Controvérsia Mas até mesmo esse tipo de recomendação é polêmica. A infectologista Grace Suleiman, médica do ambulatório para gestantes do Instituto de Infectologia Emílio Ribas, em São Paulo, por exemplo, também é contra o fato de mulheres infectadas engravidarem e discorda, inclusive, de orientações como essa. "É loucura pedir para a mulher com Aids tirar a camisinha no período fértil. Nessa relação sem preservativo haverá troca de carga viral e se a mulher não engravidar eles voltarão a tentar. A cada tentativa um parceiro infectará mais o outro e ambos estarão aumentando a probabilidade de o bebê nascer HIV positivo", acredita.

Há outras medidas, porém, que ajudam a diminuir o risco de transmissão de mãe para filho. A utilização do AZT, um dos remédios que integram o coquetel anti-HIV, aparece em três momentos. A partir da 14ª semana de gestação, até a hora do parto, a mãe deve ser medicada com ele. Durante o parto é fundamental que ela receba AZT intravenoso. E, após o nascimento, a droga deve ser dada à criança até que ela complete seis semanas.

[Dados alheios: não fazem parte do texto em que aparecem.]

//! Dotted field paths and value equality.
//!
//! # Responsibility
//! - Parse `a.b.c` paths into segments.
//! - Resolve a path against a document into candidate leaf values.
//! - Compare JSON values the way queries expect.
//!
//! # Invariants
//! - A path has at least one segment and no segment is empty.
//! - Resolution through an array applies the remaining path to each object
//!   element (existential semantics); a numeric segment also addresses the
//!   element at that position.
//! - Numbers compare by numeric value, objects compare regardless of key order.

use serde_json::{Map, Number, Value};
use std::error::Error;
use std::fmt::{Display, Formatter};

pub const FIELD_SEPARATOR: char = '.';

#[derive(Debug, Clone, PartialEq, Eq)]
pub enum PathError {
    Empty,
    EmptySegment { path: String },
}

impl Display for PathError {
    fn fmt(&self, f: &mut Formatter<'_>) -> std::fmt::Result {
        match self {
            Self::Empty => write!(f, "field path cannot be empty"),
            Self::EmptySegment { path } => {
                write!(f, "field path `{path}` contains an empty segment")
            }
        }
    }
}

impl Error for PathError {}

/// Parsed dotted path such as `connectors.version`.
#[derive(Debug, Clone, PartialEq, Eq)]
pub struct FieldPath {
    raw: String,
    segments: Vec<String>,
}

impl FieldPath {
    /// Parses a dotted path.
    ///
    /// # Errors
    /// - `Empty` for an empty or blank input.
    /// - `EmptySegment` for inputs like `a..b`, `.a` or `a.`.
    pub fn parse(path: &str) -> Result<Self, PathError> {
        let trimmed = path.trim();
        if trimmed.is_empty() {
            return Err(PathError::Empty);
        }

        let segments: Vec<String> = trimmed
            .split(FIELD_SEPARATOR)
            .map(str::to_string)
            .collect();
        if segments.iter().any(String::is_empty) {
            return Err(PathError::EmptySegment {
                path: trimmed.to_string(),
            });
        }

        Ok(Self {
            raw: trimmed.to_string(),
            segments,
        })
    }

    /// Path addressing one top-level field; `name` is taken literally.
    pub fn field(name: &str) -> Self {
        Self {
            raw: name.to_string(),
            segments: vec![name.to_string()],
        }
    }

    pub fn as_str(&self) -> &str {
        &self.raw
    }

    pub fn segments(&self) -> &[String] {
        &self.segments
    }

    /// Collects every value reachable through this path.
    ///
    /// Missing fields and scalars on the way contribute nothing, so an empty
    /// result means "no such field" for every branch.
    pub fn resolve<'a>(&self, root: &'a Map<String, Value>) -> Vec<&'a Value> {
        let mut leaves = Vec::new();
        if let Some((head, rest)) = self.segments.split_first() {
            if let Some(value) = root.get(head) {
                collect_leaves(value, rest, &mut leaves);
            }
        }
        leaves
    }
}

impl Display for FieldPath {
    fn fmt(&self, f: &mut Formatter<'_>) -> std::fmt::Result {
        f.write_str(&self.raw)
    }
}

fn collect_leaves<'a>(value: &'a Value, segments: &[String], leaves: &mut Vec<&'a Value>) {
    let Some((head, rest)) = segments.split_first() else {
        leaves.push(value);
        return;
    };

    match value {
        Value::Object(fields) => {
            if let Some(next) = fields.get(head) {
                collect_leaves(next, rest, leaves);
            }
        }
        Value::Array(items) => {
            if let Ok(index) = head.parse::<usize>() {
                if let Some(item) = items.get(index) {
                    collect_leaves(item, rest, leaves);
                }
            }
            for item in items.iter().filter(|item| item.is_object()) {
                collect_leaves(item, segments, leaves);
            }
        }
        _ => {}
    }
}

/// Query equality between two JSON values.
pub fn values_equal(left: &Value, right: &Value) -> bool {
    match (left, right) {
        (Value::Number(l), Value::Number(r)) => numbers_equal(l, r),
        (Value::Array(l), Value::Array(r)) => {
            l.len() == r.len() && l.iter().zip(r).all(|(a, b)| values_equal(a, b))
        }
        (Value::Object(l), Value::Object(r)) => {
            l.len() == r.len()
                && l
                    .iter()
                    .all(|(key, a)| r.get(key).is_some_and(|b| values_equal(a, b)))
        }
        _ => left == right,
    }
}

/// Whether a resolved leaf satisfies an equality condition: the leaf equals
/// `expected`, or the leaf is an array holding an element equal to it.
pub fn leaf_matches(leaf: &Value, expected: &Value) -> bool {
    values_equal(leaf, expected)
        || leaf
            .as_array()
            .is_some_and(|items| items.iter().any(|item| values_equal(item, expected)))
}

fn numbers_equal(left: &Number, right: &Number) -> bool {
    if let (Some(l), Some(r)) = (left.as_i64(), right.as_i64()) {
        return l == r;
    }
    if let (Some(l), Some(r)) = (left.as_u64(), right.as_u64()) {
        return l == r;
    }
    match (left.as_f64(), right.as_f64()) {
        (Some(l), Some(r)) => l == r,
        _ => false,
    }
}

Além disso, a mulher deve ir ao hospital antes que a placenta rompa, para evitar as contrações (a cada contração o coração bombeia mais sangue e também mais vírus para o bebê). O aleitamento também é uma poderosa fonte de transmissão e, por isso, não recomendado.

Esses cuidados, no entanto, não eliminam a terrível ansiedade que castiga mães, pais e médicos nos primeiros meses de vida do bebê. As crianças nascem com os anticorpos da mãe, tanto para o HIV quanto para outras doenças. Esses anticorpos só serão eliminados do organismo do bebê em até 18 meses. Se depois desse tempo o resultado do teste para HIV for positivo, significa que o bebê é portador do vírus.

Como se vê, a complexidade da questão assusta até mesmo as gestantes contaminadas. O que se percebe ao conversar com algumas é que as gestações são carregadas de indagações e, muitas vezes, sofrimento (leia depoimentos). Nessa questão polêmica, porém, essas mulheres já contam com o apoio de gente como o padre Júlio Lancelloti, ironicamente um dos responsáveis por uma casa destinada a abrigar crianças com HIV abandonadas. "Elas têm o direito de engravidar como qualquer outra mulher", defende.